Brief history of the decline and fall of the fig

I want to illustrate at ridiculous speed the change in status of Ficus carica – once found outside the back door of farmhouses around the Mediterranean – over the last couple of thousand years. Since you’re all familiar with Genesis 3, I’ll start a bit later, with the Ethiopic version of the Apocalypse of Peter. This is one of many often highly vivid early texts in which the well-being of the figtree is crucial to community survival. As the Lord says (translation and notes by MR James),

Understandest thou not that the fig-tree is the house of Israel? Even as a man that planted a fig-tree in his garden, and it brought forth no fruit. And he sought the fruit thereof many years and when he found it not, he said to the keeper of his garden: Root up this fig-tree that it make not our ground to be unfruitful. And the gardener said unto God: (Suffer us) to rid it of weeds and dig the ground round about it and water it. If then it bear not fruit, we will straightway remove its roots out of the garden and plant another in place of it. Hast thou not understood that the fig-tree is the house of Israel? Verily I say unto thee, when the twigs thereof have sprouted forth in the last days, then shall feigned Christs come and awake expectation saying: I am the Christ, that am now come into the world. And when they (Israel) shall perceive the wickedness of their deeds they shall turn away after them and deny him [whom our fathers did praise], even the first Christ whom they crucified and therein sinned a great sin. But this deceiver is not the Christ. [something is wrong here: the sense required is that Israel perceives the wickedness of antichrist and does not follow him.] And when they reject him he shall slay with the sword, and there shall be many martyrs. Then shall the twigs of the fig-tree, that is, the house of Israel, shoot forth: many shall become martyrs at his hand. Enoch and Elias shall be sent to teach them that this is the deceiver which must come into the world and do signs and wonders to deceive. And therefore shall they that die by his hand be martyrs, and shall be reckoned among the good and righteous martyrs who have pleased God in their life. [Hermas, Vision III.i.9, speaks of ‘those that have already been well-pleasing unto God and have suffered for the Name’s sake’.]

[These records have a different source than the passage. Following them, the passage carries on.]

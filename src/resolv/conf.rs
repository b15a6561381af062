//! Resolver configuration.
//!
//! A [`DnsConfig`] is what an OS-specific reader or the embedding
//! application hands to the [`DnsClient`][super::DnsClient]: the
//! servers to talk to and the query-shaping knobs. The client combines
//! it with [`ConfigOverrides`] into the effective configuration a
//! [`Session`][super::session::Session] snapshots.

#![warn(missing_docs)]

use std::net::SocketAddr;
use std::time::Duration;

//------------ Module Configuration ------------------------------------------

/// The default number of dots before the literal name is tried first.
pub const DEFAULT_NDOTS: usize = 1;

/// The default number of times each classic server may be attempted.
pub const DEFAULT_ATTEMPTS: usize = 2;

/// The default number of times each DoH server may be attempted.
pub const DEFAULT_DOH_ATTEMPTS: usize = 3;

/// The default initial fallback period.
pub const DEFAULT_FALLBACK_PERIOD: Duration = Duration::from_secs(1);

//------------ SecureDnsMode -------------------------------------------------

/// The policy for DNS over HTTPS.
#[derive(Clone, Copy, Debug, Default, Eq, PartialEq)]
pub enum SecureDnsMode {
    /// Never use DoH.
    #[default]
    Off,

    /// Prefer DoH, but only against servers that proved themselves
    /// available, and fall back to classic DNS otherwise.
    Automatic,

    /// Use DoH exclusively, availability notwithstanding.
    Secure,
}

//------------ DohServerConf -------------------------------------------------

/// One DNS over HTTPS server.
#[derive(Clone, Debug, Eq, PartialEq)]
pub struct DohServerConf {
    /// The RFC 8484 URI template of the server.
    pub template: String,

    /// Send queries as POST bodies rather than GET parameters.
    pub use_post: bool,
}

impl DohServerConf {
    /// Creates a GET-style server entry for a template.
    pub fn new(template: impl Into<String>) -> Self {
        DohServerConf {
            template: template.into(),
            use_post: false,
        }
    }
}

//------------ DnsConfig -----------------------------------------------------

/// The resolver configuration.
///
/// The type is plain data with public fields; [`Default`] produces a
/// configuration with no servers, which is not usable until servers are
/// filled in — check with [`is_valid`][Self::is_valid].
#[derive(Clone, Debug, Eq, PartialEq)]
pub struct DnsConfig {
    /// The classic DNS servers, in preference order.
    pub nameservers: Vec<SocketAddr>,

    /// The DNS over HTTPS servers, in preference order.
    pub doh_servers: Vec<DohServerConf>,

    /// The suffixes appended during search list construction.
    pub search: Vec<String>,

    /// How many dots a name needs for the literal lookup to go first.
    pub ndots: usize,

    /// How many times each classic server may be tried per query.
    pub attempts: usize,

    /// How many times each DoH server may be tried per query.
    pub doh_attempts: usize,

    /// Rotate the first classic server across transactions.
    pub rotate: bool,

    /// Whether suffixes are appended to names with several labels.
    pub append_to_multi_label_name: bool,

    /// The DNS over HTTPS policy.
    pub secure_dns_mode: SecureDnsMode,

    /// The initial per-attempt fallback period.
    pub fallback_period: Duration,

    /// A separate initial fallback period for DoH attempts; DoH falls
    /// back to `fallback_period` when unset.
    pub doh_fallback_period: Option<Duration>,

    /// The system configuration contained options this resolver does
    /// not handle; insecure transactions are then left to the system.
    pub unhandled_options: bool,

    /// DNS over TLS is active at the OS level.
    pub dns_over_tls_active: bool,

    /// The DNS over TLS hostname configured at the OS level.
    pub dns_over_tls_hostname: Option<String>,
}

impl DnsConfig {
    /// Creates a configuration for a set of classic servers.
    pub fn new(nameservers: Vec<SocketAddr>) -> Self {
        DnsConfig {
            nameservers,
            ..Default::default()
        }
    }

    /// Returns whether the configuration can serve queries at all.
    pub fn is_valid(&self) -> bool {
        !self.nameservers.is_empty() || !self.doh_servers.is_empty()
    }
}

impl Default for DnsConfig {
    fn default() -> Self {
        DnsConfig {
            nameservers: Vec::new(),
            doh_servers: Vec::new(),
            search: Vec::new(),
            ndots: DEFAULT_NDOTS,
            attempts: DEFAULT_ATTEMPTS,
            doh_attempts: DEFAULT_DOH_ATTEMPTS,
            rotate: false,
            append_to_multi_label_name: true,
            secure_dns_mode: SecureDnsMode::Off,
            fallback_period: DEFAULT_FALLBACK_PERIOD,
            doh_fallback_period: None,
            unhandled_options: false,
            dns_over_tls_active: false,
            dns_over_tls_hostname: None,
        }
    }
}

//------------ ConfigOverrides -----------------------------------------------

/// Selective overrides layered over a system configuration.
///
/// Every field that is `Some` replaces the corresponding system value.
/// Overrides that specify everything stand on their own and do not need
/// a system configuration at all.
#[derive(Clone, Debug, Default, Eq, PartialEq)]
pub struct ConfigOverrides {
    /// Replacement classic servers.
    pub nameservers: Option<Vec<SocketAddr>>,

    /// Replacement DoH servers.
    pub doh_servers: Option<Vec<DohServerConf>>,

    /// Replacement search suffixes.
    pub search: Option<Vec<String>>,

    /// Replacement ndots value.
    pub ndots: Option<usize>,

    /// Replacement attempts value.
    pub attempts: Option<usize>,

    /// Replacement DoH attempts value.
    pub doh_attempts: Option<usize>,

    /// Replacement rotation flag.
    pub rotate: Option<bool>,

    /// Replacement multi-label suffixing flag.
    pub append_to_multi_label_name: Option<bool>,

    /// Replacement secure DNS mode.
    pub secure_dns_mode: Option<SecureDnsMode>,

    /// Replacement fallback period.
    pub fallback_period: Option<Duration>,
}

impl ConfigOverrides {
    /// Creates overrides that change nothing.
    pub fn new() -> Self {
        Default::default()
    }

    /// Returns whether the overrides specify every field.
    pub fn is_complete(&self) -> bool {
        self.nameservers.is_some()
            && self.doh_servers.is_some()
            && self.search.is_some()
            && self.ndots.is_some()
            && self.attempts.is_some()
            && self.doh_attempts.is_some()
            && self.rotate.is_some()
            && self.append_to_multi_label_name.is_some()
            && self.secure_dns_mode.is_some()
            && self.fallback_period.is_some()
    }

    /// Applies the overrides on top of a base configuration.
    pub fn apply_to(&self, base: &DnsConfig) -> DnsConfig {
        let mut config = base.clone();
        self.overlay(&mut config);
        config
    }

    /// Builds a configuration from complete overrides alone.
    ///
    /// Returns `None` unless [`is_complete`][Self::is_complete].
    pub fn to_config(&self) -> Option<DnsConfig> {
        if !self.is_complete() {
            return None;
        }
        let mut config = DnsConfig::default();
        self.overlay(&mut config);
        Some(config)
    }

    /// Writes every specified field into the target.
    fn overlay(&self, config: &mut DnsConfig) {
        if let Some(value) = &self.nameservers {
            config.nameservers = value.clone();
        }
        if let Some(value) = &self.doh_servers {
            config.doh_servers = value.clone();
        }
        if let Some(value) = &self.search {
            config.search = value.clone();
        }
        if let Some(value) = self.ndots {
            config.ndots = value;
        }
        if let Some(value) = self.attempts {
            config.attempts = value;
        }
        if let Some(value) = self.doh_attempts {
            config.doh_attempts = value;
        }
        if let Some(value) = self.rotate {
            config.rotate = value;
        }
        if let Some(value) = self.append_to_multi_label_name {
            config.append_to_multi_label_name = value;
        }
        if let Some(value) = self.secure_dns_mode {
            config.secure_dns_mode = value;
        }
        if let Some(value) = self.fallback_period {
            config.fallback_period = value;
        }
    }
}

//============ Testing =======================================================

SoriaAlthough I haven’t yet found a fig text, apocalyptic prophecy was also widespread in mediaeval Iberia, and probably much more so than is generally thought. However, while mass millennialism was obviously facilitated by early forms of globalisation, the introduction of French- and Arab-influenced monetary systems also helped emphasise the importance of empirical as opposed to revealed truth. For example, article 239 of the 1196 Soria Legal Code (fuero; source: RAE corpus), on which the following table is based, imposes fines that price the vandalism of fruit trees in terms of their short- to medium-term utility:

    trunk primary branch other branch
fruit trees eg apple, pear, quince 5 maravedí 1 maravedí 1/2 maravedí
  eg fig, mulberry, walnut, cherry 3 maravedí 5 sueldo (?: ss) 1/2 maravedí
  eg plum, grapefruit, medlar 2 maravedí 1/2 maravedí 1 sueldo
others   5 sueldo    

There was still a large body of fig-related myth around for folklorists here to notate in the late nineteenth and early twentieth centuries, but the process of demystification and commodisation was completed by rural depopulation and the irresistible spread of cars and supermarkets to villages that were virtually inaccessible until the 50s. Trees that once provided farmers both with spiritual and physical protection from the sun-god and with a metaphor on which could be hung ideas about human fruitfulness and multiplicaciousness now often get chopped down to provide extra parking space. However, dear holiday home owner, at night things may change. “And the figtree shouts at me,” writes Lorca, “and advances, terrible and multiplied.”